Cold starts: Every request checked Redis. P99 latency for rate limit checks alone was 50-100ms from US regions.
Distributed complexity: I needed to sync rate limit state across multiple origin servers or risk circumventing limits by load balancing.
Fixed capacity: If traffic spiked 10x, my origin servers had to handle the decision logic for all requests, not just the ones that passed.

The real insight came when a customer’s integration script had a bug and hammered my /api/export endpoint with 50k requests/second. My origin crashed not from processing those requests, but from rejecting them. That’s backwards.
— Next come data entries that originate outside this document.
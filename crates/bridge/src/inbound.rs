//! Messaging side → hub.

use std::sync::Arc;

use tracing::debug;

use crate::{
    Result,
    error::with_timeout,
    runtime::BridgeContext,
    types::{Channel, InboundMessage},
};

/// Outcome of handling one inbound message.
#[derive(Debug, Clone, PartialEq, Eq)]
pub enum InboundOutcome {
    /// Sent by the bridge's own account; dropped.
    Echo,
    Delivered { channel: Channel },
}

/// Forwards messaging-side messages into their mirrored hub channel.
pub struct InboundRelay {
    ctx: Arc<BridgeContext>,
}

impl InboundRelay {
    pub fn new(ctx: Arc<BridgeContext>) -> Self {
        Self { ctx }
    }

    pub async fn handle(&self, msg: &InboundMessage) -> Result<InboundOutcome> {
        if msg.is_self {
            debug!(chat = %msg.chat_id, "dropping echo of own message");
            return Ok(InboundOutcome::Echo);
        }

        let key = msg.identity_key();
        let channel = self
            .ctx
            .directory
            .resolve_or_create(&self.ctx.workspace, &key)
            .await?;

        with_timeout(
            "send hub message",
            self.ctx.timeout,
            self.ctx.hub.send_text(&channel.id, msg.content.render()),
        )
        .await?;

        debug!(channel = %channel.id, conversation = %key, "relayed message to hub");
        Ok(InboundOutcome::Delivered { channel })
    }
}
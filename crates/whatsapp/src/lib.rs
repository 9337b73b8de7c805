//! WhatsApp side of the bridge.
//!
//! Talks to a WhatsApp Web sidecar (Baileys) over a local WebSocket using a
//! JSON protocol, and implements [`parley_bridge::MessagingClient`] on top.

pub mod client;
pub mod error;
pub mod sidecar;
pub mod types;

pub use {
    client::{WhatsAppClient, start},
    error::{Error, Result},
    sidecar::{SidecarHandle, connect_with_retry},
};
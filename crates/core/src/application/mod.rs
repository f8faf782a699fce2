// Application Layer - Composed root

pub mod computer;

// Re-exports
pub use computer::Computer;
// Port Layer - Interfaces for external dependencies

pub mod processing_unit;
pub mod usage_source; // For deterministic testing

// Re-exports
pub use processing_unit::ProcessingUnit;
pub use usage_source::{MeasurementError, RandomUsageSource, UsageSource};
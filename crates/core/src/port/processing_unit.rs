// Processing Unit Port (the CPU capability a Computer depends on)
use crate::domain::{UnitKind, Usage};
use crate::port::MeasurementError;
use std::sync::Arc;

/// Processing unit capability
///
/// Bound to a concrete variant (Intel, AMD) at assembly time.
#[cfg_attr(test, mockall::automock)]
pub trait ProcessingUnit: Send + Sync {
    /// Which variant this is
    fn kind(&self) -> UnitKind;

    /// Message emitted on activation
    fn activation_message(&self) -> &'static str;

    /// Activation signal
    ///
    /// Emits the activation message. Never fails.
    fn start(&self);

    /// Current utilization
    ///
    /// # Returns
    /// A fresh reading in [0, 100) on every call
    fn usage(&self) -> Result<Usage, MeasurementError>;
}

/// Shared units (a caller may keep a handle on the unit it injected)
impl<T: ProcessingUnit + ?Sized> ProcessingUnit for Arc<T> {
    fn kind(&self) -> UnitKind {
        (**self).kind()
    }

    fn activation_message(&self) -> &'static str {
        (**self).activation_message()
    }

    fn start(&self) {
        (**self).start()
    }

    fn usage(&self) -> Result<Usage, MeasurementError> {
        (**self).usage()
    }
}

// ============================================================================
// Mock Implementations for Testing
// ============================================================================

pub mod mocks {
    use super::*;
    use std::sync::atomic::{AtomicU8, AtomicUsize, Ordering};

    pub const STUB_ACTIVATION_MESSAGE: &str = "Stub is started";

    /// Stub unit with a settable usage that counts activations
    pub struct StubProcessingUnit {
        usage_percent: AtomicU8,
        starts: AtomicUsize,
    }

    impl StubProcessingUnit {
        pub fn new(usage_percent: u8) -> Self {
            Self {
                usage_percent: AtomicU8::new(usage_percent),
                starts: AtomicUsize::new(0),
            }
        }

        pub fn set_usage(&self, usage_percent: u8) {
            self.usage_percent.store(usage_percent, Ordering::SeqCst);
        }

        pub fn start_count(&self) -> usize {
            self.starts.load(Ordering::SeqCst)
        }
    }

    impl ProcessingUnit for StubProcessingUnit {
        fn kind(&self) -> UnitKind {
            UnitKind::Intel
        }

        fn activation_message(&self) -> &'static str {
            STUB_ACTIVATION_MESSAGE
        }

        fn start(&self) {
            self.starts.fetch_add(1, Ordering::SeqCst);
        }

        fn usage(&self) -> Result<Usage, MeasurementError> {
            let percent = self.usage_percent.load(Ordering::SeqCst);
            Usage::new(percent).map_err(|_| MeasurementError::OutOfRange(f32::from(percent)))
        }
    }
}
// corebind Infrastructure - System Adapters
// Implements: ProcessingUnit (Intel, AMD), UsageSource (host CPU), binding configuration

pub mod amd_unit;
pub mod binding;
pub mod host_cpu_usage;
pub mod intel_unit;

pub use amd_unit::AmdUnit;
pub use binding::{assemble, assemble_with_source, Binding};
pub use host_cpu_usage::HostCpuUsage;
pub use intel_unit::IntelUnit;
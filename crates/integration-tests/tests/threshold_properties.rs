//! Threshold properties over the whole usage range

use std::sync::Arc;

use corebind_core::application::Computer;
use corebind_core::domain::{MAX_USAGE_EXCLUSIVE, USAGE_OK_THRESHOLD};
use corebind_core::port::processing_unit::mocks::StubProcessingUnit;

#[test]
fn test_ok_for_every_usage_up_to_threshold() {
    for percent in 0..=USAGE_OK_THRESHOLD {
        let computer = Computer::new(Box::new(StubProcessingUnit::new(percent)));
        assert!(computer.is_status_ok(), "usage {percent} should be OK");
    }
}

#[test]
fn test_not_ok_for_every_usage_above_threshold() {
    for percent in (USAGE_OK_THRESHOLD + 1)..MAX_USAGE_EXCLUSIVE {
        let computer = Computer::new(Box::new(StubProcessingUnit::new(percent)));
        assert!(!computer.is_status_ok(), "usage {percent} should not be OK");
    }
}

#[test]
fn test_start_is_independent_of_status() {
    for percent in [0, 49, 50, 51, 99] {
        let unit = Arc::new(StubProcessingUnit::new(percent));
        let mut computer = Computer::new(Box::new(unit.clone()));

        let before = computer.is_status_ok();
        computer.start();

        assert_eq!(computer.is_status_ok(), before, "usage {percent}");
        assert_eq!(unit.start_count(), 1);
    }
}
Cloudflare Workers: Rate Limiting at the Edge

Cloudflare Workers run JavaScript/TypeScript in V8 contexts at the edge. They sit between user requests and your origin, executing in ~1-5ms globally. Here’s what I built:

// Rate limiting middleware using Cloudflare KV
export default {
  async fetch(request: Request, env: Env): Promise<Response> {
    const url = new URL(request.url);
    const clientIp = request.headers.get("cf-connecting-ip") || "unknown";
    const rateLimitKey = `ratelimit:${clientIp}:${url.pathname}`;

    // Get current count from Cloudflare KV (geo-distributed, replicated)
    const kvNamespace = env.RATE_LIMIT_KV;
    const currentCount = await kvNamespace.get(rateLimitKey, "json") || { count: 0, resetAt: Date.now() + 60000 };

    const now = Date.now();
    
    // Reset window if expired
    if (now > currentCount.resetAt) {
      currentCount.count = 0;
      currentCount.resetAt = now + 60000;
    }

    const limit = 100; // 100 requests per minute
    
    if (currentCount.count >= limit) {
      return new Response("Rate limit exceeded", {
        status: 429,
        headers: {
          "Retry-After": String(Math.ceil((currentCount.resetAt - now) / 1000)),
          "X-RateLimit-Limit": String(limit),
          "X-RateLimit-Remaining": "0",
          "X-RateLimit-Reset": String(currentCount.resetAt),
        },
      });
    }

    // Increment counter
    currentCount.count += 1;
    await kvNamespace.put(rateLimitKey, JSON.stringify(currentCount), {
      expirationTtl: 61, // Auto-expire after window ends
    });

    // Pass through to origin
    const response = await fetch(request);
    
    // Add rate limit headers to response
    response.headers.set("X-RateLimit-Remaining", String(limit - currentCount.count));
    response.headers.set("X-RateLimit-Reset", String(currentCount.resetAt));
    
    return response;
  },
};

Why this works:

KV is geo-replicated: Cloudflare KV replicates writes across regions in seconds. Your rate limit state is consistent without explicit coordination.
Operates outside your infrastructure: Even if your origin is down, rate limiting still works.
Sub-millisecond decisions: No network latency to an external store; KV is co-located with the Worker.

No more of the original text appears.